Flavobacteriaceae species with high peptidase:CAZyme ratios include known planktonic species such as Polaribacter sp. MED152 and thus are likely adapted towards carbohydrate-depleted marine habitats and preferentially feed on proteins. By contrast, CAZyme-rich species with lower peptidase proportions include known algae-associated species such as Zobellia galactanivorans DsijT and Formosa agariphila KMM 3901T, reflecting that these species have an ample supply of algal polysaccharides. Further commonalities among these species are (i) the tendency for larger genomes, (ii) the absence of rhodopsins, and (iii) often presence of mannitol dehydrogenases (Supplementary Figure S10).
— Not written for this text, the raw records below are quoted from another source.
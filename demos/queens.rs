use std::time::Duration;

use clap::Parser;

use ddnnf_rs::formula::{Formula, FormulaFactory};
use ddnnf_rs::handler::{DnnfHandler, NopHandler, TimeoutHandler};

#[derive(Debug, Parser)]
#[command(author, version)]
struct Cli {
    /// Number of queens.
    #[arg(value_name = "INT", default_value = "6")]
    n: usize,

    /// Give up after this many seconds.
    #[clap(long, value_name = "SECONDS")]
    timeout: Option<u64>,
}

fn main() -> color_eyre::Result<()> {
    color_eyre::install()?;

    simplelog::TermLogger::init(
        simplelog::LevelFilter::Info,
        simplelog::Config::default(),
        simplelog::TerminalMode::Mixed,
        simplelog::ColorChoice::Auto,
    )?;

    let time_total = std::time::Instant::now();

    let args = Cli::parse();
    println!("args = {:?}", args);

    // Encode N-queens problem as CNF:
    // - at least one queen per row
    // - at most one queen per row, column and diagonal
    let n = args.n;
    println!("Encoding n-queens problem with n = {}", n);
    let f = FormulaFactory::new();
    let queens: Vec<Vec<Formula>> = (0..n)
        .map(|i| (0..n).map(|j| f.var(&format!("q_{}_{}", i, j))).collect())
        .collect();

    let mut clauses: Vec<Formula> = vec![];
    for row in &queens {
        clauses.push(f.or(row.iter().copied()));
    }
    for i in 0..n {
        for j in 0..n {
            for k in 0..n {
                for l in 0..n {
                    if (i, j) >= (k, l) {
                        continue;
                    }
                    let attacks = i == k
                        || j == l
                        || i as i64 + j as i64 == k as i64 + l as i64
                        || i as i64 - j as i64 == k as i64 - l as i64;
                    if attacks {
                        clauses.push(f.or([f.not(queens[i][j]), f.not(queens[k][l])]));
                    }
                }
            }
        }
    }
    let cnf = f.and(clauses);
    println!("Total {} clauses over {} variables", f.clauses(cnf).len(), f.num_vars());

    let mut handler: Box<dyn DnnfHandler> = match args.timeout {
        Some(secs) => Box::new(TimeoutHandler::new(Duration::from_secs(secs))),
        None => Box::new(NopHandler),
    };

    println!("Compiling...");
    match f.compile_dnnf_with_handler(cnf, handler.as_mut()) {
        Ok(dnnf) => {
            println!("d-DNNF of size {}", f.node_count(dnnf.formula));
            println!("solutions: {}", dnnf.model_count(&f));
        }
        Err(e) => println!("{}", e),
    }

    let time_total = time_total.elapsed();
    println!("Done in {:.3} s", time_total.as_secs_f64());

    Ok(())
}
//! Dense bit set used for variable sets, separators and cache keys.
//!
//! Bit sets compare by their *significant* words (trailing zero words are
//! ignored), so two sets holding the same bits are equal and hash alike no
//! matter how much capacity they have. This makes them usable as keys of the
//! ordered sub-problem cache.

use std::cmp::Ordering;
use std::hash::{Hash, Hasher};

/// A growable bit set backed by a vector of u64 words.
///
/// Bits beyond the current capacity read as unset. Setting such a bit grows
/// the storage (at least doubling it).
#[derive(Debug, Clone, Default)]
pub struct BitSet {
    /// Storage: each u64 holds 64 bits
    words: Vec<u64>,
}

impl BitSet {
    /// Number of bits per word.
    const BITS_PER_WORD: usize = 64;

    /// Creates a new empty bit set with the given capacity (in bits).
    pub fn new(capacity: usize) -> Self {
        let num_words = capacity.div_ceil(Self::BITS_PER_WORD);
        Self {
            words: vec![0; num_words],
        }
    }

    /// Creates an empty bit set with no pre-allocated capacity.
    pub fn empty() -> Self {
        Self { words: Vec::new() }
    }

    /// Returns the capacity in bits.
    #[inline]
    pub fn capacity(&self) -> usize {
        self.words.len() * Self::BITS_PER_WORD
    }

    /// Gets the word index and bit position for a given bit index.
    #[inline]
    fn word_and_bit(index: usize) -> (usize, usize) {
        let word = index / Self::BITS_PER_WORD;
        let bit = index % Self::BITS_PER_WORD;
        (word, bit)
    }

    fn grow(&mut self, word_idx: usize) {
        if word_idx >= self.words.len() {
            let new_len = (word_idx + 1).max(2 * self.words.len());
            self.words.resize(new_len, 0);
        }
    }

    /// Returns true if the bit at the given index is set.
    #[inline]
    pub fn get(&self, index: usize) -> bool {
        let (word_idx, bit_idx) = Self::word_and_bit(index);
        match self.words.get(word_idx) {
            Some(word) => word & (1u64 << bit_idx) != 0,
            None => false,
        }
    }

    /// Sets the bit at the given index.
    #[inline]
    pub fn set(&mut self, index: usize) {
        let (word_idx, bit_idx) = Self::word_and_bit(index);
        self.grow(word_idx);
        self.words[word_idx] |= 1u64 << bit_idx;
    }

    /// Clears the bit at the given index.
    #[inline]
    pub fn unset(&mut self, index: usize) {
        let (word_idx, bit_idx) = Self::word_and_bit(index);
        if let Some(word) = self.words.get_mut(word_idx) {
            *word &= !(1u64 << bit_idx);
        }
    }

    /// In-place union.
    pub fn or(&mut self, other: &BitSet) {
        if other.words.len() > self.words.len() {
            self.words.resize(other.words.len(), 0);
        }
        for (word, &o) in self.words.iter_mut().zip(&other.words) {
            *word |= o;
        }
    }

    /// In-place intersection.
    pub fn and(&mut self, other: &BitSet) {
        for (i, word) in self.words.iter_mut().enumerate() {
            *word &= other.words.get(i).copied().unwrap_or(0);
        }
    }

    /// Returns the number of set bits.
    pub fn cardinality(&self) -> usize {
        self.words.iter().map(|w| w.count_ones() as usize).sum()
    }

    /// Returns true if no bits are set.
    pub fn is_empty(&self) -> bool {
        self.words.iter().all(|&w| w == 0)
    }

    /// Returns the index of the first set bit at or after `from`, if any.
    pub fn next_set_bit(&self, from: usize) -> Option<usize> {
        let (mut word_idx, bit_idx) = Self::word_and_bit(from);
        if word_idx >= self.words.len() {
            return None;
        }
        let mut word = self.words[word_idx] & (u64::MAX << bit_idx);
        loop {
            if word != 0 {
                return Some(word_idx * Self::BITS_PER_WORD + word.trailing_zeros() as usize);
            }
            word_idx += 1;
            if word_idx >= self.words.len() {
                return None;
            }
            word = self.words[word_idx];
        }
    }

    /// Clears all bits, keeping the allocated capacity.
    pub fn clear(&mut self) {
        for word in &mut self.words {
            *word = 0;
        }
    }

    /// Returns an iterator over all set bit indices, in ascending order.
    pub fn iter(&self) -> BitSetIter<'_> {
        BitSetIter {
            bitset: self,
            word_idx: 0,
            current_word: self.words.first().copied().unwrap_or(0),
        }
    }

    /// Words up to and including the last non-zero one.
    fn significant_words(&self) -> &[u64] {
        let len = self
            .words
            .iter()
            .rposition(|&w| w != 0)
            .map_or(0, |i| i + 1);
        &self.words[..len]
    }
}

impl PartialEq for BitSet {
    fn eq(&self, other: &Self) -> bool {
        self.significant_words() == other.significant_words()
    }
}

impl Eq for BitSet {}

impl Hash for BitSet {
    fn hash<H: Hasher>(&self, state: &mut H) {
        self.significant_words().hash(state);
    }
}

impl Ord for BitSet {
    /// Orders by the number of significant words first, then by the earliest
    /// differing bit: the set containing that bit is the greater one.
    fn cmp(&self, other: &Self) -> Ordering {
        let a = self.significant_words();
        let b = other.significant_words();
        a.len().cmp(&b.len()).then_with(|| {
            for (&x, &y) in a.iter().zip(b) {
                let diff = x ^ y;
                if diff != 0 {
                    let bit = diff.trailing_zeros();
                    return if x & (1u64 << bit) != 0 {
                        Ordering::Greater
                    } else {
                        Ordering::Less
                    };
                }
            }
            Ordering::Equal
        })
    }
}

impl PartialOrd for BitSet {
    fn partial_cmp(&self, other: &Self) -> Option<Ordering> {
        Some(self.cmp(other))
    }
}

impl Extend<usize> for BitSet {
    fn extend<I: IntoIterator<Item = usize>>(&mut self, iter: I) {
        for index in iter {
            self.set(index);
        }
    }
}

impl FromIterator<usize> for BitSet {
    fn from_iter<I: IntoIterator<Item = usize>>(iter: I) -> Self {
        let mut bs = BitSet::empty();
        bs.extend(iter);
        bs
    }
}

/// Iterator over set bits in a BitSet.
pub struct BitSetIter<'a> {
    bitset: &'a BitSet,
    word_idx: usize,
    current_word: u64,
}

impl Iterator for BitSetIter<'_> {
    type Item = usize;

    fn next(&mut self) -> Option<Self::Item> {
        loop {
            if self.current_word != 0 {
                let bit_idx = self.current_word.trailing_zeros() as usize;
                self.current_word &= self.current_word - 1; // Clear lowest set bit
                return Some(self.word_idx * BitSet::BITS_PER_WORD + bit_idx);
            }

            self.word_idx += 1;
            if self.word_idx >= self.bitset.words.len() {
                return None;
            }
            self.current_word = self.bitset.words[self.word_idx];
        }
    }
}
Although the characteristics of strain Hel1_33_49 match those of typical planktonic Flavobacteriaceae, Hel1_85 lies in between those of planktonic and algae-associated species (Figure 5) and might thrive under both conditions. Algae-association of Polaribacter sp. Hel1_85 is supported by the fact that it can use laminarin, D-mannitol and alginate as carbon sources, which are typical constituents of brown algae, its high number of sulfatases and its lack of rhodopsin genes.

In situ abundance

We used the genomes of the two North Sea Polaribacter strains for read-recruitment with 26 bacterioplankton metagenomes that were obtained in 2008–2012 from the North Sea Polaribacter's isolation site (Teeling et al., 2012) and the English Channel (Gilbert et al., 2010). The proportion of recruited reads at 95% sequence identity by each genome was <1% for all metagenomes (Supplementary Table S7 and Supplementary Text). However, Polaribacter abundances in the North Sea are dynamic and peak during spring phytoplankton blooms (Teeling et al., 2012). It is thus likely that higher abundances of either of the two Polaribacter strains were missed by any of the metagenome sampling dates. Read abundances were consistently higher for Polaribacter sp. Hel1_33_49 than for Hel1_85, which supports genomic analyses indicating that the former is better equipped for a planktonic lifestyle than the latter.

Concluding remarks

Polaribacter sp. Hel1_33_49 and Hel1_85 were isolated from the same sample but exhibit detectable differences with respect to their genomes, physiologies and inferred lifestyles. Strain Hel1_33_49 constitutes what might be considered a typical pelagic representative with a smaller genome, rhodopsin, a limited number of PULs in conjunction with a higher peptidase:CAZyme ratio and no mannitol dehydrogenase. Strain Hel1_85, in contrast, has a larger genome with more PULs in conjunction with a lower peptidase:CAZyme ratio, features a mannitol dehydrogenase but no rhodopsin and seems better equipped to cope with low oxygen conditions as they might occur in biofilms (see Supplementary Text). This species possibly constitutes a Polaribacter representative that can associate with algae, which, however, has to be confirmed in a future in situ localization study. Strain Hel1_85 also has a higher density of histidine kinases and response regulators than strain Hel1_3_49 and thus seems to be the more adaptive and versatile of the two (Supplementary Table S4).

Both strains grow on laminarin and chondroitin sulfate, and for strain Hel1_33_49 we identified (i) a laminarin-dependent PUL, (ii) chondroitin sulfate-induced CAZymes and (iii) a novel operon that might enable recognition of chondroitin sulfate-like substrates. In comparison to the genomic data from Polaribacter spp., it is evident that the genus Polaribacter is not only broad in terms of phylogeny but also in terms of genome sizes, physiological traits and associated ecological niches.